Conclude la stagione teatrale dell’Elicantropo la rassegna Oltre la linea, spazio dedicato alla danza contemporanea ed altre arti, che dal 10 al 13 maggio ha visto alternarsi in scena, rispettivamente, la Compagnia giovanile Ivirdanza, la Compagnia Akerusia danza insieme alla Compagnia Excursus, ed infine la Compagnia Uroburo teatrodanza.

La rassegna è proposta dall’Associazione Itinerarte che promuove la danza come massima espressione del sentimento nella contaminazione con altre arti vicine come la pittura, la poesia, il teatro e la musica.

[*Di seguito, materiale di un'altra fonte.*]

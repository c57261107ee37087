//! Write operations accepted by the state store.

use keel_core::{HostAttributes, JobKey, JobSpec, Task, TaskId};

/// A single durable change. Several mutations can be committed atomically.
#[derive(Debug, Clone)]
pub enum Mutation {
    /// Write a task record.
    ///
    /// `expected_version` is the version the writer based its change on;
    /// `None` means the task must not exist yet.
    SaveTask {
        task: Task,
        expected_version: Option<u64>,
    },
    /// Remove task records. Missing ids are ignored.
    DeleteTasks { ids: Vec<TaskId> },
    /// Write a host's attributes and maintenance mode.
    SaveHost(HostAttributes),
    /// Write a cron job definition.
    SaveCronJob(JobSpec),
    /// Remove a cron job definition.
    DeleteCronJob(JobKey),
}

impl Mutation {
    pub fn save_task(task: Task, expected_version: Option<u64>) -> Self {
        Mutation::SaveTask {
            task,
            expected_version,
        }
    }
}

/// Table key for a job.
pub fn job_table_key(key: &JobKey) -> String {
    key.to_string()
}
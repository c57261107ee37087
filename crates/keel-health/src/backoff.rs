//! Consecutive-failure tracking with exponential backoff.

use std::time::Duration;

use tracing::debug;

/// Doubles the delay on every recorded failure, up to `max`.
/// A single success resets it to `base`.
#[derive(Debug, Clone)]
pub struct Backoff {
    base: Duration,
    max: Duration,
    current: Duration,
    consecutive_failures: u32,
}

impl Backoff {
    pub fn new(base: Duration, max: Duration) -> Self {
        Self {
            base,
            max: max.max(base),
            current: base,
            consecutive_failures: 0,
        }
    }

    /// Record a failure and return the delay to wait before retrying.
    pub fn record_failure(&mut self) -> Duration {
        let delay = self.current;
        self.consecutive_failures += 1;
        self.current = (self.current * 2).min(self.max);
        debug!(
            failures = self.consecutive_failures,
            delay_ms = delay.as_millis() as u64,
            "backing off"
        );
        delay
    }

    pub fn record_success(&mut self) {
        self.consecutive_failures = 0;
        self.current = self.base;
    }

    pub fn consecutive_failures(&self) -> u32 {
        self.consecutive_failures
    }

    /// Delay the next failure would return.
    pub fn next_delay(&self) -> Duration {
        self.current
    }
}

#[cfg(test)]
mod tests {
    use super::*;

    #[test]
    fn doubles_per_failure() {
        let mut b = Backoff::new(Duration::from_secs(1), Duration::from_secs(60));
        assert_eq!(b.record_failure(), Duration::from_secs(1));
        assert_eq!(b.record_failure(), Duration::from_secs(2));
        assert_eq!(b.record_failure(), Duration::from_secs(4));
        assert_eq!(b.consecutive_failures(), 3);
    }

    #[test]
    fn caps_at_max() {
        let mut b = Backoff::new(Duration::from_secs(1), Duration::from_secs(60));
        for _ in 0..10 {
            b.record_failure();
        }
        assert_eq!(b.next_delay(), Duration::from_secs(60));
    }

    #[test]
    fn resets_on_success() {
        let mut b = Backoff::new(Duration::from_millis(100), Duration::from_secs(1));
        b.record_failure();
        b.record_failure();
        b.record_success();
        assert_eq!(b.consecutive_failures(), 0);
        assert_eq!(b.next_delay(), Duration::from_millis(100));
    }
}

La danza trasforma i luoghi che abita in territori magici, in cui tutto si muove per rifare la realtà, attraverso il gioco delle forme, delle luci, delle improvvise corse e ricadute dei corpi in movimento espressivo. E la scena, divisa in due spazi e due momenti distinti nello spettacolo Il luogo che non c’è (posto a chiusura della rassegna), diventa prima un grande carillon e poi la tela tridimensionale in cui si svolge un movimento impossibile: quello delle figure dipinte.

«Dipinte nella mia mente», precisa la coreografa-regista Daniela Mancini, «nate da una visione, come in un sogno ad occhi aperti». Lo spettatore attraversa, nella suggestione del sogno ad occhi aperti, i piccoli mondi offerti dalla danza delle tre muse: nel primo scenario, la stessa Daniela Mancini con Antonella Migliore e poi, nel secondo, entrambe accanto a Laura Ferrario; ed è piacevolmente intrattenuto dai movimenti dei corpi, tra le chincaglierie di ogni tipo disseminate sulla scena da Lia Cerullo, gli attrezzi e gli strumenti tipici dell’arte di strada, dal mimo alla performance circense, a cui il primo movimento attinge allegramente nel continuo sventolare di ventagli colorati, stoffe, fiori e coppe infuocate.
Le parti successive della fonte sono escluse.